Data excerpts
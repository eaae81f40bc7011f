//! Assignment progress snapshot.
//!
//! A tracking service, when present and reporting an assignment, is the
//! preferred source. Otherwise the raw counters are read and target/area
//! ids resolved to names. Those lookups are slow and the ids recur every
//! tick, so resolved names are memoized for the session.

use std::collections::{BTreeSet, HashMap};

use tickstate_core::constants::{varbits, varps};
use tickstate_core::{SimulationClient, Skill};
use tickstate_state::{NpcSnapshot, TaskProgressState};
use tracing::trace;

use super::npc_snapshot;
use crate::reference::{TaskInfo, TaskInfoProvider};

/// Prefix of unlock keys that extend an assignment.
pub const EXTENSION_PREFIX: &str = "longer_";

/// Creature name an extension unlock applies to: `longer_abyssal_demons`
/// becomes `Abyssal demons`. `None` for other unlocks.
#[must_use]
pub fn extension_creature(unlock: &str) -> Option<String> {
    let rest = unlock.strip_prefix(EXTENSION_PREFIX)?;
    let spaced = rest.replace('_', " ");
    let mut chars = spaced.chars();
    let first = chars.next()?;
    Some(first.to_uppercase().chain(chars).collect())
}

#[derive(Debug, Clone)]
struct BlockSlot {
    value: i32,
    name: Option<String>,
}

/// Builds [`TaskProgressState`], carrying the per-session name memos.
#[derive(Debug, Default)]
pub struct TaskProgressBuilder {
    target_names: HashMap<i32, String>,
    area_names: HashMap<i32, String>,
    block_slots: HashMap<i32, BlockSlot>,
}

impl TaskProgressBuilder {
    /// Empty memos.
    pub fn new() -> Self {
        Self::default()
    }

    /// Forget memoized names. Called on session reset.
    pub fn clear(&mut self) {
        self.target_names.clear();
        self.area_names.clear();
        self.block_slots.clear();
    }

    /// Number of memoized target and area names.
    pub fn memoized_names(&self) -> usize {
        self.target_names.len() + self.area_names.len()
    }

    /// Build the snapshot.
    pub fn build(
        &mut self,
        client: &dyn SimulationClient,
        provider: Option<&dyn TaskInfoProvider>,
    ) -> TaskProgressState {
        if client.local_actor().is_none() {
            return TaskProgressState::empty();
        }

        let reported = provider.and_then(|p| p.current_task()).unwrap_or_default();
        let TaskInfo {
            name,
            location,
            initial,
            remaining,
            targets,
        } = if reported.name.as_deref().is_some_and(|n| !n.is_empty()) {
            reported
        } else {
            self.read_counters(client, reported)
        };

        let unlocks: BTreeSet<String> = client.task_unlocks().into_iter().collect();
        let extended = unlocks.iter().filter_map(|u| extension_creature(u)).collect();
        let master = client.varbit(varbits::TASK_MASTER);

        TaskProgressState {
            name,
            location,
            remaining,
            initial,
            points: client.varbit(varbits::TASK_POINTS),
            streak: client.varbit(varbits::TASK_STREAK),
            wilderness_streak: client.varbit(varbits::TASK_WILDERNESS_STREAK),
            master_id: (master > 0).then_some(master),
            blocked: self.read_blocked(client),
            unlocks,
            extended,
            task_level: client.base_level(Skill::Slayer),
            targets: resolve_targets(client, &targets),
        }
    }

    /// Counter fallback. A non-zero assigned count and the target list from
    /// the service survive; everything else comes from the counters.
    fn read_counters(&mut self, client: &dyn SimulationClient, reported: TaskInfo) -> TaskInfo {
        let initial = if reported.initial == 0 {
            client.varp(varps::TASK_ORIGINAL_COUNT)
        } else {
            reported.initial
        };
        TaskInfo {
            name: self.target_name(client, client.varp(varps::TASK_TARGET)),
            location: self.area_name(client, client.varp(varps::TASK_AREA)),
            initial,
            remaining: client.varp(varps::TASK_REMAINING),
            targets: reported.targets,
        }
    }

    fn read_blocked(&mut self, client: &dyn SimulationClient) -> Vec<String> {
        let mut blocked = Vec::new();
        for slot in varps::TASK_BLOCK_SLOTS {
            let value = client.varp(slot);
            let cached = self
                .block_slots
                .get(&slot)
                .filter(|s| s.value == value && s.name.is_some())
                .and_then(|s| s.name.clone());
            let name = match cached {
                Some(name) => Some(name),
                None if value <= 0 => None,
                None => self.target_name(client, value),
            };
            if let Some(name) = &name {
                trace!(slot, value, name = %name, "blocked task");
                blocked.push(name.clone());
            }
            let _ = self.block_slots.insert(slot, BlockSlot { value, name });
        }
        blocked
    }

    fn target_name(&mut self, client: &dyn SimulationClient, id: i32) -> Option<String> {
        memoized(&mut self.target_names, id, |id| client.task_target_name(id))
    }

    fn area_name(&mut self, client: &dyn SimulationClient, id: i32) -> Option<String> {
        memoized(&mut self.area_names, id, |id| client.task_area_name(id))
    }
}

/// Snapshots of the tracked NPCs still in the scene. Skips the scene scan
/// when nothing is tracked.
fn resolve_targets(client: &dyn SimulationClient, indexes: &[i32]) -> Vec<NpcSnapshot> {
    if indexes.is_empty() {
        return Vec::new();
    }
    let Some(local) = client.local_actor() else {
        return Vec::new();
    };
    client
        .npcs()
        .iter()
        .filter(|npc| indexes.contains(&npc.index))
        .map(|npc| npc_snapshot(npc, &local))
        .collect()
}

/// Resolve an id through a memo. Ids <= 0 mean "none". Failed lookups are
/// not memoized, so they are retried on the next build.
fn memoized(
    memo: &mut HashMap<i32, String>,
    id: i32,
    resolve: impl FnOnce(i32) -> Option<String>,
) -> Option<String> {
    if id <= 0 {
        return None;
    }
    if let Some(name) = memo.get(&id) {
        return Some(name.clone());
    }
    let name = resolve(id).filter(|n| !n.is_empty())?;
    let _ = memo.insert(id, name.clone());
    Some(name)
}

// ─────────────────────────────────────────────────────────────────────────────
// Tests
// ─────────────────────────────────────────────────────────────────────────────
//! # tickstate-state
//!
//! Immutable snapshot value types produced by the state cache.
//!
//! Every snapshot is built fresh on rebuild and never mutated afterwards, so
//! a value handed to a consumer stays valid however long it is held. Each
//! family has an `empty()` sentinel returned before login or when the
//! simulation cannot serve the read.

#![deny(unsafe_code)]

pub mod actor;
pub mod combat;
pub mod equipment;
pub mod interface;
pub mod inventory;
pub mod market;
pub mod poison;
pub mod task;
pub mod world;

pub use actor::ActorState;
pub use combat::{AggressorInfo, AttackStyle, CombatState};
pub use equipment::EquipmentState;
pub use interface::InterfaceMode;
pub use inventory::InventoryState;
pub use market::BuyLimitStatus;
pub use poison::{PoisonKind, PoisonState};
pub use task::TaskProgressState;
pub use world::{
    GraphicsSnapshot, GroundItemSnapshot, NpcSnapshot, ObjectSnapshot, PlayerSnapshot,
    ProjectileSnapshot, WorldState,
};
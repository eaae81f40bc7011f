//! Spatial snapshot of the neighborhood around the local actor.
//!
//! The scan reads only the bounded region around the actor. Ground items
//! use the tighter radius. Definition lookups are expected to be cheap
//! (the simulation caches them); market prices come from the enricher and
//! are `None` until resolved.

use tickstate_core::{
    GraphicRecord, GroundItemRecord, LocalActor, ObjectRecord, PlayerRecord, ProjectileRecord,
    SceneBounds, SimulationClient,
};
use tickstate_settings::WorldScanSettings;
use tickstate_state::{
    GraphicsSnapshot, GroundItemSnapshot, ObjectSnapshot, PlayerSnapshot, ProjectileSnapshot,
    WorldState,
};

use super::panels::PanelScanCache;
use super::{npc_snapshot, targets_local};
use crate::enrichment::PriceEnricher;

/// Build the world snapshot.
pub fn build_world(
    client: &dyn SimulationClient,
    settings: &WorldScanSettings,
    prices: Option<&PriceEnricher>,
    panels: &mut PanelScanCache,
) -> WorldState {
    let Some(local) = client.local_actor() else {
        return WorldState::empty();
    };
    let here = local.position;
    let radius = settings.entity_radius;

    let npcs = client
        .npcs()
        .iter()
        .filter(|n| n.position.is_within(&here, radius))
        .map(|n| npc_snapshot(n, &local))
        .collect();

    let objects = client
        .objects_in(SceneBounds::around(here, radius))
        .into_iter()
        .filter(|o| o.position.is_within(&here, radius))
        .map(|o| object_snapshot(client, o))
        .collect();

    let players = client
        .players()
        .into_iter()
        .filter(|p| p.index != local.index && p.position.is_within(&here, radius))
        .map(player_snapshot)
        .collect();

    let item_radius = settings.ground_item_radius;
    let ground_items = client
        .ground_items_in(SceneBounds::around(here, item_radius))
        .into_iter()
        .filter(|g| g.position.is_within(&here, item_radius))
        .map(|g| ground_item_snapshot(client, prices, g))
        .collect();

    let projectiles = client
        .projectiles()
        .into_iter()
        .map(|p| projectile_snapshot(p, &local))
        .collect();

    let graphics = client
        .graphics_objects()
        .into_iter()
        .filter(|g| g.position.is_within(&here, radius))
        .map(graphics_snapshot)
        .collect();

    WorldState {
        npcs,
        objects,
        players,
        ground_items,
        projectiles,
        graphics,
        visible_panel_ids: panels.scan(client, settings),
    }
}

fn object_snapshot(client: &dyn SimulationClient, object: ObjectRecord) -> ObjectSnapshot {
    let definition = client.object_definition(object.id).unwrap_or_default();
    ObjectSnapshot {
        id: object.id,
        position: object.position,
        name: definition.name,
        actions: definition.actions,
        size_x: object.size_x,
        size_y: object.size_y,
        orientation: object.orientation,
        impassable: definition.impassable,
    }
}

fn player_snapshot(player: PlayerRecord) -> PlayerSnapshot {
    PlayerSnapshot {
        is_in_combat: player.interacting.is_some() && player.animation != -1,
        name: player.name,
        combat_level: player.combat_level,
        position: player.position,
        skull_icon: player.skull_icon,
        animation: player.animation,
        interacting: player.interacting,
        is_friend: player.is_friend,
        is_clan_member: player.is_clan_member,
        overhead_icon: player.overhead_icon,
    }
}

fn ground_item_snapshot(
    client: &dyn SimulationClient,
    prices: Option<&PriceEnricher>,
    item: GroundItemRecord,
) -> GroundItemSnapshot {
    let definition = client.item_definition(item.id).unwrap_or_default();
    GroundItemSnapshot {
        id: item.id,
        quantity: item.quantity,
        position: item.position,
        name: definition.name,
        ge_price: prices.and_then(|p| p.lookup_or_request(item.id)),
        ha_price: definition.high_alch_price,
        tradeable: definition.tradeable,
        stackable: definition.stackable,
    }
}

fn projectile_snapshot(projectile: ProjectileRecord, local: &LocalActor) -> ProjectileSnapshot {
    ProjectileSnapshot {
        is_targeting_actor: targets_local(projectile.target, local),
        id: projectile.id,
        source: projectile.source,
        destination: projectile.destination,
        start_cycle: projectile.start_cycle,
        end_cycle: projectile.end_cycle,
        target: projectile.target,
        start_height: projectile.start_height,
        end_height: projectile.end_height,
        slope: projectile.slope,
    }
}

fn graphics_snapshot(graphic: GraphicRecord) -> GraphicsSnapshot {
    GraphicsSnapshot {
        id: graphic.id,
        position: graphic.position,
        start_cycle: graphic.start_cycle,
        height: graphic.height,
        finished: graphic.finished,
    }
}

// ─────────────────────────────────────────────────────────────────────────────
// Tests
// ─────────────────────────────────────────────────────────────────────────────
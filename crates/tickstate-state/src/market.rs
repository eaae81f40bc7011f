//! Market buy-limit counters.

use std::fmt;

use chrono::{DateTime, Duration, Utc};

/// Limit assumed for items without a published one.
pub const DEFAULT_BUY_LIMIT: i32 = 100;

/// Length of the rolling purchase window.
#[must_use]
pub fn buy_limit_window() -> Duration {
    Duration::hours(4)
}

/// Purchase allowance for one item inside the current window.
#[derive(Clone, Copy, Debug, PartialEq, Eq)]
pub struct BuyLimitStatus {
    /// Item id.
    pub item_id: i32,
    /// Maximum purchasable per window.
    pub limit: i32,
    /// Quantity already bought in the window.
    pub bought_in_window: i32,
    /// Time until the window resets. Zero when no window is active.
    pub reset_in: Duration,
}

impl BuyLimitStatus {
    /// Status with an optional published limit. Non-positive or missing
    /// limits fall back to [`DEFAULT_BUY_LIMIT`].
    #[must_use]
    pub fn new(item_id: i32, limit: Option<i32>, bought_in_window: i32, reset_in: Duration) -> Self {
        Self {
            item_id,
            limit: limit.filter(|l| *l > 0).unwrap_or(DEFAULT_BUY_LIMIT),
            bought_in_window: bought_in_window.max(0),
            reset_in: reset_in.max(Duration::zero()),
        }
    }

    /// Status for a window opened by the first purchase at `window_start`.
    /// An expired window counts as fresh.
    #[must_use]
    pub fn from_window(
        item_id: i32,
        limit: Option<i32>,
        bought_in_window: i32,
        window_start: DateTime<Utc>,
        now: DateTime<Utc>,
    ) -> Self {
        let reset_at = window_start + buy_limit_window();
        if now >= reset_at {
            return Self::new(item_id, limit, 0, Duration::zero());
        }
        Self::new(item_id, limit, bought_in_window, reset_at - now)
    }

    /// Quantity still purchasable: `max(0, limit - bought)`.
    #[must_use]
    pub fn remaining(&self) -> i32 {
        (self.limit - self.bought_in_window).max(0)
    }

    /// No allowance left.
    #[must_use]
    pub fn is_limit_reached(&self) -> bool {
        self.remaining() == 0
    }

    /// Whether `quantity` fits in the allowance.
    #[must_use]
    pub fn can_buy(&self, quantity: i32) -> bool {
        self.remaining() >= quantity
    }

    /// Largest purchasable part of `desired`.
    #[must_use]
    pub fn max_purchasable(&self, desired: i32) -> i32 {
        self.remaining().min(desired)
    }

    /// Part of `quantity` over the allowance.
    #[must_use]
    pub fn excess(&self, quantity: i32) -> i32 {
        (quantity - self.remaining()).max(0)
    }

    /// Share of the limit used, 0..=100.
    #[must_use]
    pub fn percent_used(&self) -> i32 {
        if self.limit <= 0 {
            return 0;
        }
        (i64::from(self.bought_in_window) * 100 / i64::from(self.limit)).min(100) as i32
    }

    /// Whether purchases are being counted against a running window.
    #[must_use]
    pub fn has_active_window(&self) -> bool {
        self.bought_in_window > 0 && self.reset_in > Duration::zero()
    }

    /// Time until reset as `"Ready"`, `"3h 45m"` or `"12m"`.
    #[must_use]
    pub fn formatted_reset(&self) -> String {
        if self.reset_in <= Duration::zero() {
            return "Ready".to_string();
        }
        let hours = self.reset_in.num_hours();
        let minutes = self.reset_in.num_minutes() % 60;
        if hours > 0 {
            format!("{hours}h {minutes}m")
        } else {
            format!("{minutes}m")
        }
    }
}

impl fmt::Display for BuyLimitStatus {
    fn fmt(&self, f: &mut fmt::Formatter<'_>) -> fmt::Result {
        write!(
            f,
            "BuyLimit[item={}, {}/{} used, remaining={}, reset={}]",
            self.item_id,
            self.bought_in_window,
            self.limit,
            self.remaining(),
            self.formatted_reset()
        )
    }
}

// ─────────────────────────────────────────────────────────────────────────────
// Tests
// ─────────────────────────────────────────────────────────────────────────────
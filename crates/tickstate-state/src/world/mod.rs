//! Spatial snapshot of everything near the local actor.

mod entities;

use std::collections::BTreeSet;

use serde::{Deserialize, Serialize};
use tickstate_core::WorldPoint;

pub use entities::{
    GraphicsSnapshot, GroundItemSnapshot, NpcSnapshot, ObjectSnapshot, PlayerSnapshot,
    ProjectileSnapshot,
};

/// Nearby entities and visible UI panels as of one rebuild.
#[derive(Clone, Debug, Default, PartialEq, Eq, Serialize, Deserialize)]
pub struct WorldState {
    /// NPCs within the entity radius.
    pub npcs: Vec<NpcSnapshot>,
    /// Scene objects within the entity radius.
    pub objects: Vec<ObjectSnapshot>,
    /// Other players within the entity radius.
    pub players: Vec<PlayerSnapshot>,
    /// Ground items within the ground-item radius.
    pub ground_items: Vec<GroundItemSnapshot>,
    /// Projectiles in flight.
    pub projectiles: Vec<ProjectileSnapshot>,
    /// Active spot animations.
    pub graphics: Vec<GraphicsSnapshot>,
    /// Ids of UI panels that were visible.
    pub visible_panel_ids: BTreeSet<i32>,
}

impl WorldState {
    /// Nothing nearby.
    #[must_use]
    pub fn empty() -> Self {
        Self::default()
    }

    /// Whether nothing at all was observed.
    #[must_use]
    pub fn is_empty(&self) -> bool {
        self.total_entity_count() == 0 && self.visible_panel_ids.is_empty()
    }

    // ── NPCs ────────────────────────────────────────────────────────────

    /// NPCs with the given definition id.
    pub fn npcs_by_id(&self, id: i32) -> impl Iterator<Item = &NpcSnapshot> {
        self.npcs.iter().filter(move |n| n.id == id)
    }

    /// NPCs whose definition id is any of `ids`.
    #[must_use]
    pub fn npcs_by_ids(&self, ids: &[i32]) -> Vec<&NpcSnapshot> {
        self.npcs.iter().filter(|n| ids.contains(&n.id)).collect()
    }

    /// NPCs with the given name (case-insensitive).
    #[must_use]
    pub fn npcs_by_name(&self, name: &str) -> Vec<&NpcSnapshot> {
        self.npcs
            .iter()
            .filter(|n| n.name.as_deref().is_some_and(|s| s.eq_ignore_ascii_case(name)))
            .collect()
    }

    /// NPC at a scene index.
    #[must_use]
    pub fn npc_by_index(&self, index: i32) -> Option<&NpcSnapshot> {
        self.npcs.iter().find(|n| n.index == index)
    }

    /// Live NPCs interacting with the local actor.
    #[must_use]
    pub fn npcs_targeting_actor(&self) -> Vec<&NpcSnapshot> {
        self.npcs
            .iter()
            .filter(|n| n.is_targeting_actor && !n.is_dead)
            .collect()
    }

    /// Closest NPC with the given id.
    #[must_use]
    pub fn nearest_npc(&self, from: &WorldPoint, id: i32) -> Option<&NpcSnapshot> {
        self.npcs_by_id(id).min_by_key(|n| n.distance_to(from))
    }

    /// NPCs within `distance` tiles.
    #[must_use]
    pub fn npcs_within(&self, from: &WorldPoint, distance: i32) -> Vec<&NpcSnapshot> {
        self.npcs
            .iter()
            .filter(|n| n.is_within_distance(from, distance))
            .collect()
    }

    // ── Objects ─────────────────────────────────────────────────────────

    /// Objects with the given definition id.
    #[must_use]
    pub fn objects_by_id(&self, id: i32) -> Vec<&ObjectSnapshot> {
        self.objects.iter().filter(|o| o.id == id).collect()
    }

    /// Objects offering an action.
    #[must_use]
    pub fn objects_with_action(&self, action: &str) -> Vec<&ObjectSnapshot> {
        self.objects.iter().filter(|o| o.has_action(action)).collect()
    }

    /// Closest object with the given id.
    #[must_use]
    pub fn nearest_object(&self, from: &WorldPoint, id: i32) -> Option<&ObjectSnapshot> {
        self.objects
            .iter()
            .filter(|o| o.id == id)
            .min_by_key(|o| o.distance_to(from))
    }

    // ── Ground items ────────────────────────────────────────────────────

    /// Ground stacks of an item.
    #[must_use]
    pub fn ground_items_by_id(&self, id: i32) -> Vec<&GroundItemSnapshot> {
        self.ground_items.iter().filter(|g| g.id == id).collect()
    }

    /// Ground stacks whose known market value reaches `min_value`.
    #[must_use]
    pub fn valuable_ground_items(&self, min_value: i64) -> Vec<&GroundItemSnapshot> {
        self.ground_items
            .iter()
            .filter(|g| g.is_worth_at_least(min_value))
            .collect()
    }

    /// Ground stacks, most valuable first. Unknown prices sort last.
    #[must_use]
    pub fn ground_items_by_value(&self) -> Vec<&GroundItemSnapshot> {
        let mut items: Vec<_> = self.ground_items.iter().collect();
        items.sort_by_key(|g| std::cmp::Reverse(g.total_ge_value().unwrap_or(i64::MIN)));
        items
    }

    // ── Players ─────────────────────────────────────────────────────────

    /// Player with a display name (case-insensitive).
    #[must_use]
    pub fn player_by_name(&self, name: &str) -> Option<&PlayerSnapshot> {
        self.players
            .iter()
            .find(|p| p.name.as_deref().is_some_and(|s| s.eq_ignore_ascii_case(name)))
    }

    /// Players showing a skull.
    #[must_use]
    pub fn skulled_players(&self) -> Vec<&PlayerSnapshot> {
        self.players.iter().filter(|p| p.is_skulled()).collect()
    }

    // ── Effects ─────────────────────────────────────────────────────────

    /// Projectiles homing on the local actor.
    #[must_use]
    pub fn projectiles_targeting_actor(&self) -> Vec<&ProjectileSnapshot> {
        self.projectiles
            .iter()
            .filter(|p| p.is_targeting_actor)
            .collect()
    }

    /// Unfinished spot animations on a tile.
    #[must_use]
    pub fn graphics_at(&self, position: &WorldPoint) -> Vec<&GraphicsSnapshot> {
        self.graphics
            .iter()
            .filter(|g| !g.finished && g.position == *position)
            .collect()
    }

    // ── Panels ──────────────────────────────────────────────────────────

    /// Whether a UI panel was visible.
    #[must_use]
    pub fn is_panel_visible(&self, id: i32) -> bool {
        self.visible_panel_ids.contains(&id)
    }

    /// Whether any of the panels was visible.
    #[must_use]
    pub fn is_any_panel_visible(&self, ids: &[i32]) -> bool {
        ids.iter().any(|id| self.is_panel_visible(*id))
    }

    /// Entities of every kind.
    #[must_use]
    pub fn total_entity_count(&self) -> usize {
        self.npcs.len()
            + self.objects.len()
            + self.players.len()
            + self.ground_items.len()
            + self.projectiles.len()
            + self.graphics.len()
    }

    /// One-line description for logs.
    #[must_use]
    pub fn summary(&self) -> String {
        format!(
            "WorldState[npcs={}, objects={}, players={}, groundItems={}, projectiles={}, graphics={}, panels={}]",
            self.npcs.len(),
            self.objects.len(),
            self.players.len(),
            self.ground_items.len(),
            self.projectiles.len(),
            self.graphics.len(),
            self.visible_panel_ids.len()
        )
    }
}

// ─────────────────────────────────────────────────────────────────────────────
// Tests
// ─────────────────────────────────────────────────────────────────────────────

#[cfg(test)]
mod tests {
    use super::*;

    fn npc(index: i32, id: i32, name: &str, at: WorldPoint, targeting: bool) -> NpcSnapshot {
        NpcSnapshot {
            index,
            id,
            name: Some(name.into()),
            combat_level: 2,
            position: at,
            health_ratio: -1,
            health_scale: -1,
            animation: -1,
            interacting: None,
            is_targeting_actor: targeting,
            is_dead: false,
            size: 1,
        }
    }

    fn ground(id: i32, quantity: i32, price: Option<i32>) -> GroundItemSnapshot {
        GroundItemSnapshot {
            id,
            quantity,
            position: WorldPoint::new(3200, 3200, 0),
            name: String::new(),
            ge_price: price,
            ha_price: 0,
            tradeable: true,
            stackable: true,
        }
    }

    fn sample() -> WorldState {
        WorldState {
            npcs: vec![
                npc(1, 100, "Goblin", WorldPoint::new(3205, 3200, 0), true),
                npc(2, 100, "Goblin", WorldPoint::new(3201, 3200, 0), false),
                npc(3, 200, "Guard", WorldPoint::new(3210, 3200, 0), false),
            ],
            ground_items: vec![
                ground(995, 1000, Some(1)),
                ground(4151, 1, Some(1_500_000)),
                ground(526, 1, None),
            ],
            visible_panel_ids: [548, 162].into_iter().collect(),
            ..WorldState::empty()
        }
    }

    #[test]
    fn npc_queries() {
        let world = sample();
        let origin = WorldPoint::new(3200, 3200, 0);
        assert_eq!(world.npcs_by_id(100).count(), 2);
        assert_eq!(world.npcs_by_name("goblin").len(), 2);
        assert_eq!(world.npcs_by_ids(&[100, 200]).len(), 3);
        assert_eq!(world.npc_by_index(3).map(|n| n.id), Some(200));
        assert_eq!(world.nearest_npc(&origin, 100).map(|n| n.index), Some(2));
        assert_eq!(world.npcs_targeting_actor().len(), 1);
        assert_eq!(world.npcs_within(&origin, 5).len(), 2);
    }

    #[test]
    fn valuable_items_skip_unknown_prices() {
        let world = sample();
        let valuable = world.valuable_ground_items(1000);
        assert_eq!(valuable.len(), 2);
        let ordered: Vec<i32> = world.ground_items_by_value().iter().map(|g| g.id).collect();
        assert_eq!(ordered, vec![4151, 995, 526]);
    }

    #[test]
    fn panel_visibility() {
        let world = sample();
        assert!(world.is_panel_visible(548));
        assert!(!world.is_panel_visible(161));
        assert!(world.is_any_panel_visible(&[161, 162]));
    }

    #[test]
    fn empty_world() {
        let world = WorldState::empty();
        assert!(world.is_empty());
        assert_eq!(world.total_entity_count(), 0);
        insta::assert_snapshot!(
            world.summary(),
            @"WorldState[npcs=0, objects=0, players=0, groundItems=0, projectiles=0, graphics=0, panels=0]"
        );
    }
}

_Aim of the task_:
In the data above, start at the line that has "ground_item_snapshot(client, prices, g))", stop after the line that has "let graphics = client", and print every line in between exactly as it stands.

_Exercise result_:
        .map(|g| ground_item_snapshot(client, prices, g))
        .collect();

    let projectiles = client
        .projectiles()
        .into_iter()
        .map(|p| projectile_snapshot(p, &local))
        .collect();

    let graphics = client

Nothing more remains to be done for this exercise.